Several vets interviewed for this story said they had been told by the MVC that the council had no power to act against bogus vets. Perhaps this impression was compounded by the fact that VAM’s website had the exact copy of the Act – with the missing section.

Many of the main office bearers of VAM are senior officers of the DVS. Datuk Dr Mohamad Azmie Zakaria, a past-president of the VAM and a senior DVS director, said he was not aware of this.

Real vs fake

Now members of the public must be wondering how to tell the genuine ones from the frauds.

Look out for the Registration Certificate and Annual Practising Certificate (APC) when you next visit a vet. These certificates have to be displayed in a prominent place for all their clients to see.

Under the provisions of the Act, all qualified vets have to be registered with the MVC. They also need to possess the APC which has to be renewed annually. So if a “vet” cannot show you one or both of these certificates, he or she could possibly be a quack!

There is a way of checking, especially if you know the name of the vet. The Act says that the Register of vets should be accessible to the public. But in reality, it has not been uploaded to the DVS website.

“Yes, we have not put it up on the website. If the public wants to check, they can come to our office in Putrajaya. If you’re outside the Klang Valley, then you can communicate with the Registrar (the one who compiles the Register, who is at present an officer of the DVS but whose name and number are not given in the department’s website),” said Dr Abdul Aziz.

Most of the pet owners spoken to say they have no idea how to make a formal complaint or a request to the DVS or the MVC. They complain that there is no proper procedure given on the DVS website. In addition, there is no contact detail for, or a link to, the MVC.

Since the DG has said that one could request for the Register, I put in a request with both the DVS and the MVC. Till press time, I had not received any reply.

Many of the contact details for the various officers at the headquarters and the various state officers are only available on the Bahasa Malaysia version of the website. If one is unfamiliar with the language, the English version is of no help.

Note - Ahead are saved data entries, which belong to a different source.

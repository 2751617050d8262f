//! Record validation and cleaning applied to every harvested article before
//! it is stored.

use std::sync::OnceLock;

use chrono::{NaiveDate, Utc};
use regex::Regex;
use sciagg_common::text::{collapse_whitespace, split_sentences, strip_markup};
use sciagg_common::Article;
use tracing::warn;

const MAX_AUTHORS: usize = 10;
const MAX_INSTITUTIONS: usize = 10;
const MAX_TOPICS: usize = 5;

fn strange_char_regex() -> &'static Regex {
    static RE: OnceLock<Regex> = OnceLock::new();
    RE.get_or_init(|| Regex::new(r"[^\w\s\-.,:;?!()\[\]%'/]").unwrap())
}

#[derive(Debug, Clone)]
pub struct DataValidator {
    today: NaiveDate,
}

impl Default for DataValidator {
    fn default() -> Self {
        Self::new()
    }
}

impl DataValidator {
    pub fn new() -> Self {
        Self { today: Utc::now().date_naive() }
    }

    /// Validator with a fixed notion of "today".
    pub fn with_today(today: NaiveDate) -> Self {
        Self { today }
    }

    /// Clean every field of `article`. Returns `None` when the record is
    /// unusable (empty title after cleaning).
    pub fn clean(&self, mut article: Article) -> Option<Article> {
        article.title = clean_title(&article.title);
        if article.title.is_empty() {
            warn!(id = %article.id, "Rejecting article with empty title");
            return None;
        }
        article.abstract_text = clean_abstract(&article.abstract_text);
        article.authors = clean_names(&article.authors, MAX_AUTHORS, 3);
        article.institutions = clean_names(&article.institutions, MAX_INSTITUTIONS, 2);
        article.topics = clean_topics(&article.topics);
        article.doi = article.doi.as_deref().map(str::trim).filter(|d| !d.is_empty()).map(String::from);
        article.url = clean_url(&article.url)
            .or_else(|| article.doi.as_ref().map(|d| format!("https://doi.org/{d}")))
            .unwrap_or_default();
        article.publication_date = article.publication_date.map(|d| d.min(self.today));
        Some(article)
    }
}

pub fn clean_title(title: &str) -> String {
    let title = strip_markup(title);
    title.trim_end_matches(['.', ' ']).to_string()
}

/// Strip markup, collapse whitespace and make sure prose ends with punctuation.
pub fn clean_abstract(text: &str) -> String {
    let mut text = strip_markup(text);
    if !text.is_empty() && !text.ends_with(['.', '!', '?']) {
        text.push('.');
    }
    text
}

/// Trim, collapse, drop names shorter than `min_len` chars and exact
/// duplicates, cap at `max`.
fn clean_names(names: &[String], max: usize, min_len: usize) -> Vec<String> {
    let mut out: Vec<String> = Vec::new();
    for name in names {
        let name = collapse_whitespace(name);
        if name.chars().count() < min_len || out.contains(&name) {
            continue;
        }
        out.push(name);
        if out.len() == max {
            break;
        }
    }
    out
}

/// Case-insensitive dedupe, at most five topics.
pub fn clean_topics(topics: &[String]) -> Vec<String> {
    let mut out: Vec<String> = Vec::new();
    for topic in topics {
        let topic = collapse_whitespace(topic);
        if topic.chars().count() < 2 || out.iter().any(|t| t.eq_ignore_ascii_case(&topic)) {
            continue;
        }
        out.push(topic);
        if out.len() == MAX_TOPICS {
            break;
        }
    }
    out
}

/// Ensure a scheme and prefer https. arXiv export links stay on http.
pub fn clean_url(raw: &str) -> Option<String> {
    let url = raw.trim();
    if url.is_empty() || url.contains(char::is_whitespace) {
        return None;
    }
    let url = if url.starts_with("https://") {
        url.to_string()
    } else if let Some(rest) = url.strip_prefix("http://") {
        if rest.starts_with("export.arxiv.org") {
            url.to_string()
        } else {
            format!("https://{rest}")
        }
    } else if url.contains("://") {
        return None;
    } else {
        format!("https://{url}")
    };
    Some(url)
}

// ── Text quality ─────────────────────────────────────────────────────────────

#[derive(Debug, Clone, PartialEq)]
pub struct TextQuality {
    /// 0.0 (unusable) to 1.0.
    pub score: f64,
    pub issues: Vec<&'static str>,
    pub word_count: usize,
    pub sentence_count: usize,
}

/// Rough readability check: length, repetition, unfinished sentences and
/// stray characters each cost a fixed penalty.
pub fn text_quality(text: &str) -> TextQuality {
    let words: Vec<&str> = text.split_whitespace().collect();
    if words.is_empty() {
        return TextQuality { score: 0.0, issues: vec!["empty text"], word_count: 0, sentence_count: 0 };
    }

    let sentences = split_sentences(text);
    let mut issues = Vec::new();
    let mut score: i32 = 100;

    if words.len() < 10 {
        issues.push("text too short");
        score -= 30;
    }

    let mut unique: Vec<String> = words.iter().map(|w| w.to_lowercase()).collect();
    unique.sort();
    unique.dedup();
    if (unique.len() as f64) / (words.len() as f64) < 0.5 {
        issues.push("heavy word repetition");
        score -= 20;
    }

    if sentences.iter().any(|s| !s.ends_with(['.', '!', '?'])) {
        issues.push("incomplete sentences");
        score -= 15;
    }

    let strange = strange_char_regex().find_iter(text).count();
    if strange as f64 > text.chars().count() as f64 * 0.1 {
        issues.push("many unusual characters");
        score -= 10;
    }

    TextQuality {
        score: f64::from(score.max(0)) / 100.0,
        issues,
        word_count: words.len(),
        sentence_count: sentences.len(),
    }
}

pub fn text_quality_score(text: &str) -> f64 {
    text_quality(text).score
}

Dr Abdul Aziz conceded that the present set-up of the website needed improvement.

He explained that there were various ways to lodge a complaint or put in a query. Both VAM and MSAVA said that they would also accept complaints or bring up issues on behalf of the public and forward them to the MVC.

Action taken?

Have there been complaints from the public or the vets themselves with regard to these charlatans? Dr Abdul Aziz said there were more from the public.

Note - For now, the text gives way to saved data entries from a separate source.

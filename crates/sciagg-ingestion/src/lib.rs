//! sciagg-ingestion — article harvesting.
//!
//! - Source clients for arXiv, Europe PMC, Crossref, bioRxiv/medRxiv and RSS/Atom feeds
//! - Per-source rate limiting and bounded retries
//! - Record validation and cleaning
//! - In-batch deduplication by DOI and URL
//! - The harvest run that fans out over sources and persists new articles

pub mod dedup;
pub mod error;
pub mod http;
pub mod pipeline;
pub mod sources;
pub mod validate;

pub use error::{HarvestError, Result};
pub use pipeline::{available_sources, run_harvest, test_sources, HarvestJob, HarvestProgress, HarvestResult};
pub use sources::{build_source, ArticleSource, HarvestQuery};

“Reports of non-registered vets or non-registered premises, namely pet shops having a vet operating there, come to us. We appoint a council member or a senior vet to investigate. There is only a small number of such complaints; I cannot recollect any big case,” said Dr Abdul Aziz.

However, StarWeekend pet columnist Ellen Whyte said her complaint about a fake vet to the Malacca DVS office saw no action being taken.

Dr Clement said many vets assumed pet stores operated with the permission of the local authorities of a particular locality as they came under the purview of the Town and Country Planning Act 1976.

When asked if that was the constraint the DVS faced if they needed to act against those stores, Dr Abdul Aziz said: “If it is reported and we can prove that these stores employ vets or unregistered vets, we can take action.”

So the DVS can take action against bogus vets.

Dr Abdul Aziz said they had adequate funding so money was not an issue.

The DVS stated that the number of complaints (all types) in total was 182 last year and 321 in 2008. They also gave figures for raids conducted, investigations opened and prosecutions taken. But when pressed for details as to the number of complaints, raids and prosecutions that involved fake vets or registered vets, the department remained tight-lipped.

So the question is: when will the Department of Veterinary Services or the Malaysian Veterinary Council take action against these bogus vets? How many more animals have to die or suffer the consequences before action is taken?